Exercise requirements –
Take the lines below between the one holding "MockServer::start().await" and the one holding "done: impl FnMut(&SessionState)", inclusive, and copy them exactly. Add nothing.

Stored data entries:
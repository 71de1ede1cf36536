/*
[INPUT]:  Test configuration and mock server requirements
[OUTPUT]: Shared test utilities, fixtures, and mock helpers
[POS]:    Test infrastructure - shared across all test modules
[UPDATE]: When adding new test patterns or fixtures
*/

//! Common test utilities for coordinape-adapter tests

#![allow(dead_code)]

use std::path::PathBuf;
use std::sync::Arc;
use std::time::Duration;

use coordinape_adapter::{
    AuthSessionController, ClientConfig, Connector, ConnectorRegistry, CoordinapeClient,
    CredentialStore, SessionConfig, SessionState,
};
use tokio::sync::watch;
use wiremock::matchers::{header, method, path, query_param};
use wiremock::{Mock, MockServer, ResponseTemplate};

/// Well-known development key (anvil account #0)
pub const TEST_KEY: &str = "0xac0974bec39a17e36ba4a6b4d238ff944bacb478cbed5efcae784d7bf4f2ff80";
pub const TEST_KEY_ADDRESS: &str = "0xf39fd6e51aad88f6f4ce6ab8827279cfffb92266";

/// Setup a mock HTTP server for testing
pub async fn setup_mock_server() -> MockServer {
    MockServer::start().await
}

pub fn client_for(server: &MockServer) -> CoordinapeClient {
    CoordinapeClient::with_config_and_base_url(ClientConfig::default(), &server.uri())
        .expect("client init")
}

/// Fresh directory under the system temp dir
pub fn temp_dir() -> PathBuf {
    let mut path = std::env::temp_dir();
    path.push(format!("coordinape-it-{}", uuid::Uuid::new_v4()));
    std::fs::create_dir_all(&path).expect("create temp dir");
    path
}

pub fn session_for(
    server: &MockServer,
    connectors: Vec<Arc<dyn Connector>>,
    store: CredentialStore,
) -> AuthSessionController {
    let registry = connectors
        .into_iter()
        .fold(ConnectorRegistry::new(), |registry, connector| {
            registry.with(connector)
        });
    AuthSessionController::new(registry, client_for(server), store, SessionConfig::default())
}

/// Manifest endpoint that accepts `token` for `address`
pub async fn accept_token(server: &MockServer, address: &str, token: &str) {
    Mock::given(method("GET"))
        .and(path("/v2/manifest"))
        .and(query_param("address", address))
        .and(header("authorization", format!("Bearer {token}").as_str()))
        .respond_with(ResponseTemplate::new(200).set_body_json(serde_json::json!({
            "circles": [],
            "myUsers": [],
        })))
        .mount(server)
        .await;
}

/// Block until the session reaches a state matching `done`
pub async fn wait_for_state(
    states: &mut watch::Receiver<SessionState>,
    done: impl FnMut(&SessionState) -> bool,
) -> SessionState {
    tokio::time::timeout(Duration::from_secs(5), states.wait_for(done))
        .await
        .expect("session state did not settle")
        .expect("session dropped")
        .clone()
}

Answer box –
    MockServer::start().await
}

pub fn client_for(server: &MockServer) -> CoordinapeClient {
    CoordinapeClient::with_config_and_base_url(ClientConfig::default(), &server.uri())
        .expect("client init")
}

/// Fresh directory under the system temp dir
pub fn temp_dir() -> PathBuf {
    let mut path = std::env::temp_dir();
    path.push(format!("coordinape-it-{}", uuid::Uuid::new_v4()));
    std::fs::create_dir_all(&path).expect("create temp dir");
    path
}

pub fn session_for(
    server: &MockServer,
    connectors: Vec<Arc<dyn Connector>>,
    store: CredentialStore,
) -> AuthSessionController {
    let registry = connectors
        .into_iter()
        .fold(ConnectorRegistry::new(), |registry, connector| {
            registry.with(connector)
        });
    AuthSessionController::new(registry, client_for(server), store, SessionConfig::default())
}

/// Manifest endpoint that accepts `token` for `address`
pub async fn accept_token(server: &MockServer, address: &str, token: &str) {
    Mock::given(method("GET"))
        .and(path("/v2/manifest"))
        .and(query_param("address", address))
        .and(header("authorization", format!("Bearer {token}").as_str()))
        .respond_with(ResponseTemplate::new(200).set_body_json(serde_json::json!({
            "circles": [],
            "myUsers": [],
        })))
        .mount(server)
        .await;
}

/// Block until the session reaches a state matching `done`
pub async fn wait_for_state(
    states: &mut watch::Receiver<SessionState>,
    done: impl FnMut(&SessionState) -> bool,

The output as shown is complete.